Recently, COL6A3 has received increasing attention, due to its abnormal expression and the occurrence of alternative splicing in numerous types of cancer. Previous genome exon array studies have identified cancer-specific alternative splicing of exons 3, 4 and 6 of COL6A3 in colon, pancreatic, bladder and prostate cancer (8,20). Furthermore, COL6A3 was identified to be overexpressed in pancreatic (21) and ovarian cancer (7), which was associated with the poor differentiation of tumor cells (5). Although COL6A3 has been investigated in numerous other types of cancer, its biological mechanisms and expression pattern in GC remain unclear.

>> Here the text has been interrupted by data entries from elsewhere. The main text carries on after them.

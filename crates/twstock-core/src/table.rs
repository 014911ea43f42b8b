//! String-celled tables as they move from a source through mapping and cleaning.

/// A rectangular table of raw text cells.
///
/// Positional sources produce tables with no column names; every other stage
/// works with named columns.
#[derive(Debug, Clone, Default, PartialEq, Eq)]
pub struct Table {
    pub columns: Vec<String>,
    pub rows: Vec<Vec<String>>,
}

impl Table {
    pub fn new(columns: Vec<String>, rows: Vec<Vec<String>>) -> Self {
        Self { columns, rows }
    }

    /// A table whose rows are addressed by position only.
    pub fn positional(rows: Vec<Vec<String>>) -> Self {
        Self {
            columns: Vec::new(),
            rows,
        }
    }

    pub fn is_empty(&self) -> bool {
        self.rows.is_empty()
    }

    pub fn len(&self) -> usize {
        self.rows.len()
    }

    pub fn column_index(&self, name: &str) -> Option<usize> {
        self.columns.iter().position(|column| column == name)
    }

    pub fn has_column(&self, name: &str) -> bool {
        self.column_index(name).is_some()
    }

    /// Cell at `row` in column `name`; short rows read as missing.
    pub fn cell(&self, row: usize, name: &str) -> Option<&str> {
        let index = self.column_index(name)?;
        self.rows.get(row)?.get(index).map(String::as_str)
    }

    /// Rewrite every cell of a column in place. Missing columns are left alone.
    pub fn map_column(&mut self, name: &str, mut f: impl FnMut(&str) -> String) {
        let Some(index) = self.column_index(name) else {
            return;
        };
        for row in &mut self.rows {
            if let Some(cell) = row.get_mut(index) {
                *cell = f(cell);
            }
        }
    }

    /// Set a column to one value on every row, adding it if needed.
    pub fn set_constant(&mut self, name: &str, value: &str) {
        match self.column_index(name) {
            Some(index) => {
                for row in &mut self.rows {
                    if row.len() <= index {
                        row.resize(index + 1, String::new());
                    }
                    row[index] = value.to_string();
                }
            }
            None => {
                let width = self.columns.len();
                self.columns.push(name.to_string());
                for row in &mut self.rows {
                    row.resize(width, String::new());
                    row.push(value.to_string());
                }
            }
        }
    }

    /// Append a column computed from each row.
    pub fn push_column(&mut self, name: &str, mut f: impl FnMut(&[String]) -> String) {
        let width = self.columns.len();
        self.columns.push(name.to_string());
        for row in &mut self.rows {
            row.resize(width, String::new());
            let value = f(row);
            row.push(value);
        }
    }

    pub fn drop_column(&mut self, name: &str) {
        let Some(index) = self.column_index(name) else {
            return;
        };
        self.columns.remove(index);
        for row in &mut self.rows {
            if index < row.len() {
                row.remove(index);
            }
        }
    }

    pub fn retain_rows(&mut self, mut keep: impl FnMut(&[String]) -> bool) {
        self.rows.retain(|row| keep(row));
    }
}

In the era of post-genomic medicine, microarray meta-analysis has been demonstrated to be an effective strategy for identifying gene expression changes in various types of cancer (22,23). In the present study, a microarray meta-analysis was performed to identify that COL6A3 was frequently overexpressed in hepatocellular carcinoma tissues, indicating that an increased expression of COL6A3 was associated with the carcinogenesis of GC. The underlying mechanisms that result in the increased expression of COL6A3 may relate to the transcriptional regulation of transforming growth factor (TGF)-β (24), however, this requires further investigation. To further define the biological mechanisms of COL6A3, a co-expression analysis was conducted to investigate the genes that are functionally related to, or co-regulated by, COL6A3. This identified 62 co-expression genes for COL6A3, the majority of which are involved in the processes of extracellular matrix organization such as lysyl oxidase, collagen type IV α2, TGF-β-induced and laminin γ1 (Table II). The functional network analysis of these co-expression genes was dominated by FN1, which demonstrated its predominant functional connections with other genes. FN1 is an adhesive protein of the extracellular matrix and it contains two apparently identical subunits with a range of binding sites for cell surface and extracellular ligands. It has been indicated that FN1 is involved in various aspects of cancer-related biological processes, such as cellular adhesion and migration. FN1 was identified to be overexpressed in hepatocellular, gastrointestinal, head and neck cancers (25,26), which indicated its involvement in tumorigenesis. Furthermore, Waalkes demonstrated that advanced-stage renal cancer patients exhibited increased FN1 expression when compared with patients exhibiting organ-confined diseases (27). Thus, the present study provided a mechanistic insight into the role of COL6A3 in GC.

In conclusion, the present study indicated that COL6A3 was regularly overexpressed in GC cells. A list of potential partner genes of COL6A3 was generated, the majority of which are involved in cancer-related processes, and a functional network of COL6A3 was constructed, which provided promising results to enable future studies to identify the precise role of COL6A3.